A ESSERE pignoli, quel punto lì sarebbe il tallone. Ma il tallone evoca Achille, richiama una debolezza, non è che faccia tanto chic. Chiamarlo gol di tallone ammazzerebbe l'enfasi, vuoi mettere invece con il tacco? È un atto speciale già per questo, non sarà mai volgare come segnare di testa, di piede o finanche con la mano. È il solo gol che rinunci a essere definito con una parte del corpo, perché umano non è, non del tutto, con il tacco siamo già nel campo dell'estetica. Chiedetelo a una donna, il tacco dà eleganza, allunga la gamba, sfila il polpaccio. E dunque "tacco 7", Jeremy Ménez, è l'ultimo della galleria. Del gesto propone una versione contemporanea, urlata, esagerata.
Non gli bastava rubare il tempo allo sciagurato Ristovski né dribblare con un tocco d'esterno e riprendere il pallone aggirando il portiere Mirante lungo il fianco opposto. No, Ménez vuole di più, pretende di smentire il detto secondo cui per quella roba lì bisogna avere gli occhi dietro la nuca. Ecco. Stavolta dimostra che gli occhi non servono affatto, se il campo di calcio ce l'hai come una mappa nella testa. E nell'istante in cui a Parma si trova spalle alle porta pensa l'impensabile, con un colpo di tallone, vabbe' di tacco, plin, sfacciatamente s'inventa un cucchiaio. Tutto si può dire del colpo di tacco, fuorché si tratti di un gesto riservato. Socrates ci faceva politica. Ne esibiva una mezza dozzina a partita per seminare la democrazia tra il popolo brasiliano sotto il regime dei militari, predicando a quel modo l'idea che la libertà fosse il bene supremo da inseguire. L'algerino Madjer ne piantò uno nella finale di Coppa dei Campioni del 1987, e subito tutti a volare altissimo, il tacco di Allah si disse: quel colpo oggi tra i parlanti francesi porta il suo nome. In Italia per primo lo rese celebre Roberto Bettega, 1971, una partita contro il Milan.
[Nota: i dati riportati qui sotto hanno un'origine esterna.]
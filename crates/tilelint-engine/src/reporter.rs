// SPDX-License-Identifier: CEPL-1.0
use std::sync::atomic::Ordering;

use portable_atomic::AtomicU32;
use tilelint_api::{Message, MessageSink};
use tilelint_core::MessageCode;

/// Counts every emitted diagnostic and forwards it to a sink.
pub struct Reporter {
    counts: [AtomicU32; MessageCode::COUNT],
    sink: Box<dyn MessageSink>,
}

impl Reporter {
    pub fn new(sink: Box<dyn MessageSink>) -> Self {
        Reporter {
            counts: std::array::from_fn(|_| AtomicU32::new(0)),
            sink,
        }
    }

    pub fn emit(&self, message: &Message<'_>) {
        self.counts[message.code.index()].fetch_add(1, Ordering::Relaxed);
        self.sink.deliver(message);
    }

    pub fn count(&self, code: MessageCode) -> u32 {
        self.counts[code.index()].load(Ordering::Relaxed)
    }

    pub fn total(&self) -> u64 {
        self.counts
            .iter()
            .map(|c| u64::from(c.load(Ordering::Relaxed)))
            .sum()
    }

    pub fn reset(&self) {
        for c in &self.counts {
            c.store(0, Ordering::Relaxed);
        }
    }
}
Quando qualche mese dopo si fermò per la pleurite, Cudicini gli spedì un biglietto. «Torna presto, voglio vedere ancora il tuo colpo di tacco ». Masochista.
Il tacco è una trappola. Sublime e insidioso. Tiene sospesi tra la vetta e la figuraccia. Quando Balotelli ne cerca uno durante la tournée del Manchester City, estate 2013, dalla panchina Roberto Mancini gli fa un gesto con la mano, vieni qui ragazzo, riposati un po'. Eppure Mancini, come Crespo, col tacco aveva confidenza. Nel ‘99 da laziale segna contro il Parma, e al volo: lo chiamerà per sempre «il gol più bello della mia carriera». Un altro lo pesca in un derby e sempre in un derby fa la stessa cosa l'altro Mancini, Adamantino. Ma proprio chi conosce bene il tacco, sa quanto sia fragile il confine tra la sua efficacia e l'esibizionismo. È quasi sempre un'azione da bad boy. Ibrahimovic lo esegue in versione kung fu. Ne inventa uno contro l'Italia agli Europei 2004, poi da interista uno all'Atalanta e uno al Bologna, e giusto un anno fa a Parigi due consecutivi in 4 giorni rendendo così banale l'eccezionale. Guardi Ibra e lui ti convince che puoi riuscirci perfino tu. In effetti a molti capita e lo racconteranno per sempre: Dal Fiume, Biava, Maniero, Orlando. Semën Šuvalov, il diciannovenne protagonista del romanzo di Sergej Samsonov "Un fuoriclasse vero", scommette con Ronaldinho che addirittura riuscirà a farne tre in una stessa azione. Il pegno: baciare il sedere a Xavi. Esagerato. Ma Ménez di più.